Make Sure You Are Informed When A Parent In A Senior Living Facility Is Prescribed A New Medication
If you have a loved one in a senior living facility and you are the main family member, power of attorney or caregiver for that person then you should make sure that you have the appropriate legal documents in place. It is crucial that you be kept informed on any changes to medications or medical care. Many facilities have onsite doctors who see patients living there and will often ask residents if they would like to see them for any concerns. If you are no longer seeing your previous doctor and have chosen to use an onsite or house doctor working with the facility then you should make sure that you meet with that provider to discuss current and future care.
It is very common to have house doctors start taking care of a patient in a facility that already has considerable health conditions and takes many medications. If the new doctor is not extremely familiar with all of this information they can often prescribe medications, or tests that can sometimes cause serious medical issues. Especially if they do not discuss it with the main family since many seniors can often leave out important information.

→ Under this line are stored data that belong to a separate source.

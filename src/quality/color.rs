use std::{fmt, str::FromStr};

use thiserror::Error;

use crate::{map::lerp::Lerp, Signal};

/// An 8-bit sRGB color.
#[derive(Debug, Clone, Copy, PartialEq, Eq, Hash, Default)]
pub struct Rgb {
    pub r: u8,
    pub g: u8,
    pub b: u8,
}

#[derive(Debug, Clone, PartialEq, Eq, Error)]
#[error("invalid hex color {0:?}, expected #RRGGBB")]
pub struct ParseColorError(String);

impl Rgb {
    pub const GRAY: Self = Self::new(0x80, 0x80, 0x80);

    pub const fn new(r: u8, g: u8, b: u8) -> Self {
        Self { r, g, b }
    }

    pub const fn from_u32(hex: u32) -> Self {
        Self::new((hex >> 16) as u8, (hex >> 8) as u8, hex as u8)
    }

    pub fn to_array(&self) -> [u8; 3] {
        [self.r, self.g, self.b]
    }
}

impl FromStr for Rgb {
    type Err = ParseColorError;

    fn from_str(s: &str) -> Result<Self, Self::Err> {
        let digits = s.trim().trim_start_matches('#');
        if digits.len() != 6 || !digits.is_ascii() {
            return Err(ParseColorError(s.to_string()));
        }
        let channel = |i: usize| {
            u8::from_str_radix(&digits[i..i + 2], 16).map_err(|_| ParseColorError(s.to_string()))
        };
        Ok(Self::new(channel(0)?, channel(2)?, channel(4)?))
    }
}

impl fmt::Display for Rgb {
    fn fmt(&self, f: &mut fmt::Formatter<'_>) -> fmt::Result {
        write!(f, "#{:02x}{:02x}{:02x}", self.r, self.g, self.b)
    }
}

impl Lerp for Rgb {
    fn lerp(&self, other: &Self, t: f64) -> Self {
        let channel = |a: u8, b: u8| (a as f64).lerp(&(b as f64), t).round().clamp(0.0, 255.0) as u8;
        Self::new(
            channel(self.r, other.r),
            channel(self.g, other.g),
            channel(self.b, other.b),
        )
    }
}

/// Blend two colors channel by channel. `factor` is clamped to \[0, 1\].
pub fn interpolate_color(color_a: Rgb, color_b: Rgb, factor: f64) -> Rgb {
    let factor = if factor.is_nan() {
        0.0
    } else {
        factor.clamp(0.0, 1.0)
    };
    color_a.lerp(&color_b, factor)
}

/// Continuous color scale over dBm, blending between fixed color stops.
#[derive(Debug, Clone, PartialEq)]
pub struct GradientPalette {
    stops: Vec<(f64, Rgb)>,
    no_signal: Rgb,
}

impl Default for GradientPalette {
    /// Red at -80 dBm through cyan at -30 dBm, one stop per quality tier.
    fn default() -> Self {
        Self::new(vec![
            (-80.0, Rgb::from_u32(0xFF0000)),
            (-70.0, Rgb::from_u32(0xFF4500)),
            (-60.0, Rgb::from_u32(0xFFA500)),
            (-50.0, Rgb::from_u32(0xADFF2F)),
            (-40.0, Rgb::from_u32(0x90EE90)),
            (-30.0, Rgb::from_u32(0x00FFFF)),
        ])
    }
}

impl GradientPalette {
    /// Stops are sorted by dBm; an empty palette renders everything gray.
    pub fn new(mut stops: Vec<(f64, Rgb)>) -> Self {
        stops.retain(|(dbm, _)| dbm.is_finite());
        stops.sort_by(|a, b| a.0.total_cmp(&b.0));
        Self {
            stops,
            no_signal: Rgb::GRAY,
        }
    }

    pub fn stops(&self) -> &[(f64, Rgb)] {
        &self.stops
    }

    pub fn color_at(&self, signal: impl Into<Signal>) -> Rgb {
        let Some(dbm) = signal.into().dbm() else {
            return self.no_signal;
        };
        let (Some(first), Some(last)) = (self.stops.first(), self.stops.last()) else {
            return self.no_signal;
        };
        if dbm <= first.0 {
            return first.1;
        }
        if dbm >= last.0 {
            return last.1;
        }

        self.stops
            .windows(2)
            .find(|pair| dbm <= pair[1].0)
            .map_or(last.1, |pair| {
                let (low, high) = (pair[0], pair[1]);
                interpolate_color(low.1, high.1, (dbm - low.0) / (high.0 - low.0))
            })
    }
}

#[cfg(test)]
mod tests {
    use super::*;

    #[test]
    fn test_hex_round_trip() {
        let color: Rgb = "#ADFF2F".parse().unwrap();
        assert_eq!(color, Rgb::new(0xAD, 0xFF, 0x2F));
        assert_eq!(color.to_string(), "#adff2f");
        assert_eq!("90ee90".parse::<Rgb>().unwrap(), Rgb::from_u32(0x90EE90));
        assert!("#12345".parse::<Rgb>().is_err());
        assert!("#GGGGGG".parse::<Rgb>().is_err());
    }

    #[test]
    fn test_interpolate_color_ends() {
        let red = Rgb::from_u32(0xFF0000);
        let cyan = Rgb::from_u32(0x00FFFF);
        assert_eq!(interpolate_color(red, cyan, 0.0), red);
        assert_eq!(interpolate_color(red, cyan, 1.0), cyan);
        assert_eq!(interpolate_color(red, cyan, 0.5), Rgb::new(128, 128, 128));
        assert_eq!(interpolate_color(red, cyan, -3.0), red);
        assert_eq!(interpolate_color(red, cyan, 7.0), cyan);
    }

    #[test]
    fn test_interpolate_color_identity() {
        let colors = [Rgb::from_u32(0xFFA500), Rgb::GRAY, Rgb::new(0, 0, 0)];
        for color in colors {
            for i in 0..=20 {
                let factor = i as f64 / 20.0;
                assert_eq!(interpolate_color(color, color, factor), color);
            }
        }
    }

    #[test]
    fn test_gradient_palette() {
        let palette = GradientPalette::default();
        assert_eq!(palette.color_at(-80.0), Rgb::from_u32(0xFF0000));
        assert_eq!(palette.color_at(-95.0), Rgb::from_u32(0xFF0000));
        assert_eq!(palette.color_at(-30.0), Rgb::from_u32(0x00FFFF));
        assert_eq!(palette.color_at(-5.0), Rgb::from_u32(0x00FFFF));
        assert_eq!(palette.color_at(-60.0), Rgb::from_u32(0xFFA500));
        assert_eq!(
            palette.color_at(-75.0),
            interpolate_color(Rgb::from_u32(0xFF0000), Rgb::from_u32(0xFF4500), 0.5)
        );
        assert_eq!(palette.color_at(Signal::NoSignal), Rgb::GRAY);
    }
}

My mom was prescribed a medication for a complaint of jaw pain. She had many pre-existing medical issues including a current heart issue. I was never told by the doctor or the nursing staff that a new medication had been prescribed. It turned out to be a serious drug that is used for other medical issues besides jaw pain and she had a horrible reaction to the medication. Nobody realized it until I came to see her and she was completely incoherent. As her power of attorney and daughter I should have been informed by both the facility and the doctor who saw her that this medication was being given. My mom ended up being taken to the hospital for being overmedicated and having a reaction to the medication.
If the doctor or nurse had talked with me first I would have been able to explain that some pain medications can be difficult for her, that jaw pain was not severe enough to need that type of medication and I would have also been able to monitor her closer and so would the nursing staff. I was also unsure why a women complaining of jaw pain wasn't first given Motrin or something basic when this was the first complaint to this physician about jaw pain.
Make sure you speak up and make it clear that you want to be informed immediately of any changes to medications or care by anyone but especially any new physicians or caregivers that are seeing seniors in a facility.